- Information provided
use async_trait::async_trait;
use sqlx::{Postgres, Transaction};
use tessera_application::MemberRepository;
use tessera_core::{AppError, AppResult, CallerIdentity, CompanyId};
use tessera_domain::{Member, PersonnelId};

use super::rows::{MemberRow, decode, permission_names};
use super::{PostgresTenancyStore, write_error};

const MEMBER_COLUMNS: &str = "identity, company_id, personnel_id, name, role, permissions, active";

/// Inserts a member inside an open transaction.
pub(super) async fn insert_member_in(
    transaction: &mut Transaction<'_, Postgres>,
    member: &Member,
) -> AppResult<()> {
    sqlx::query(
        r#"
        INSERT INTO members (identity, company_id, personnel_id, name, role, permissions, active)
        VALUES ($1, $2, $3, $4, $5, $6, $7)
        "#,
    )
    .bind(member.identity().as_str())
    .bind(member.company_id().as_str())
    .bind(member.personnel_id().map(PersonnelId::as_str))
    .bind(member.name().as_str())
    .bind(member.role().as_str())
    .bind(permission_names(member.permissions()))
    .bind(member.is_active())
    .execute(&mut **transaction)
    .await
    .map_err(|error| {
        write_error(
            error,
            "insert member",
            "identity or personnel id already exists",
        )
    })?;

    Ok(())
}

fn decode_member(row: MemberRow) -> AppResult<Member> {
    decode("member", Member::try_from(row))
}

#[async_trait]
impl MemberRepository for PostgresTenancyStore {
    async fn find_member(&self, identity: &CallerIdentity) -> AppResult<Option<Member>> {
        let row = sqlx::query_as::<_, MemberRow>(&format!(
            "SELECT {MEMBER_COLUMNS} FROM members WHERE identity = $1"
        ))
        .bind(identity.as_str())
        .fetch_optional(&self.pool)
        .await
        .map_err(|error| AppError::Internal(format!("failed to find member: {error}")))?;

        row.map(decode_member).transpose()
    }

    async fn find_member_by_personnel_id(
        &self,
        company_id: &CompanyId,
        personnel_id: &PersonnelId,
    ) -> AppResult<Option<Member>> {
        let row = sqlx::query_as::<_, MemberRow>(&format!(
            "SELECT {MEMBER_COLUMNS} FROM members WHERE company_id = $1 AND personnel_id = $2"
        ))
        .bind(company_id.as_str())
        .bind(personnel_id.as_str())
        .fetch_optional(&self.pool)
        .await
        .map_err(|error| AppError::Internal(format!("failed to find personnel: {error}")))?;

        row.map(decode_member).transpose()
    }

    async fn insert_member(&self, member: Member) -> AppResult<()> {
        let mut transaction = self.pool.begin().await.map_err(|error| {
            AppError::Internal(format!("failed to begin transaction: {error}"))
        })?;

        insert_member_in(&mut transaction, &member).await?;

        transaction.commit().await.map_err(|error| {
            AppError::Internal(format!("failed to commit transaction: {error}"))
        })
    }

    async fn update_member(&self, member: Member) -> AppResult<()> {
        let result = sqlx::query(
            r#"
            UPDATE members
            SET personnel_id = $3,
                name = $4,
                role = $5,
                permissions = $6,
                active = $7
            WHERE identity = $1 AND company_id = $2
            "#,
        )
        .bind(member.identity().as_str())
        .bind(member.company_id().as_str())
        .bind(member.personnel_id().map(PersonnelId::as_str))
        .bind(member.name().as_str())
        .bind(member.role().as_str())
        .bind(permission_names(member.permissions()))
        .bind(member.is_active())
        .execute(&self.pool)
        .await
        .map_err(|error| {
            write_error(
                error,
                "update member",
                "personnel id already exists in company",
            )
        })?;

        if result.rows_affected() > 0 {
            return Ok(());
        }

        match self.find_member(member.identity()).await? {
            Some(_) => Err(AppError::Validation(
                "a member's company cannot change".to_owned(),
            )),
            None => Err(AppError::NotFound("member not found".to_owned())),
        }
    }

    async fn list_members(&self, company_id: &CompanyId) -> AppResult<Vec<Member>> {
        let rows = sqlx::query_as::<_, MemberRow>(&format!(
            "SELECT {MEMBER_COLUMNS} FROM members WHERE company_id = $1 ORDER BY identity"
        ))
        .bind(company_id.as_str())
        .fetch_all(&self.pool)
        .await
        .map_err(|error| AppError::Internal(format!("failed to list members: {error}")))?;

        rows.into_iter().map(decode_member).collect()
    }
}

- What the exercise asks
Could you print the lines above, exactly as written, from the line containing "let mut transaction" through the final one?

- Exercise response
        let mut transaction = self.pool.begin().await.map_err(|error| {
            AppError::Internal(format!("failed to begin transaction: {error}"))
        })?;

        insert_member_in(&mut transaction, &member).await?;

        transaction.commit().await.map_err(|error| {
            AppError::Internal(format!("failed to commit transaction: {error}"))
        })
    }

    async fn update_member(&self, member: Member) -> AppResult<()> {
        let result = sqlx::query(
            r#"
            UPDATE members
            SET personnel_id = $3,
                name = $4,
                role = $5,
                permissions = $6,
                active = $7
            WHERE identity = $1 AND company_id = $2
            "#,
        )
        .bind(member.identity().as_str())
        .bind(member.company_id().as_str())
        .bind(member.personnel_id().map(PersonnelId::as_str))
        .bind(member.name().as_str())
        .bind(member.role().as_str())
        .bind(permission_names(member.permissions()))
        .bind(member.is_active())
        .execute(&self.pool)
        .await
        .map_err(|error| {
            write_error(
                error,
                "update member",
                "personnel id already exists in company",
            )
        })?;

        if result.rows_affected() > 0 {
            return Ok(());
        }

        match self.find_member(member.identity()).await? {
            Some(_) => Err(AppError::Validation(
                "a member's company cannot change".to_owned(),
            )),
            None => Err(AppError::NotFound("member not found".to_owned())),
        }
    }

    async fn list_members(&self, company_id: &CompanyId) -> AppResult<Vec<Member>> {
        let rows = sqlx::query_as::<_, MemberRow>(&format!(
            "SELECT {MEMBER_COLUMNS} FROM members WHERE company_id = $1 ORDER BY identity"
        ))
        .bind(company_id.as_str())
        .fetch_all(&self.pool)
        .await
        .map_err(|error| AppError::Internal(format!("failed to list members: {error}")))?;

        rows.into_iter().map(decode_member).collect()
    }
}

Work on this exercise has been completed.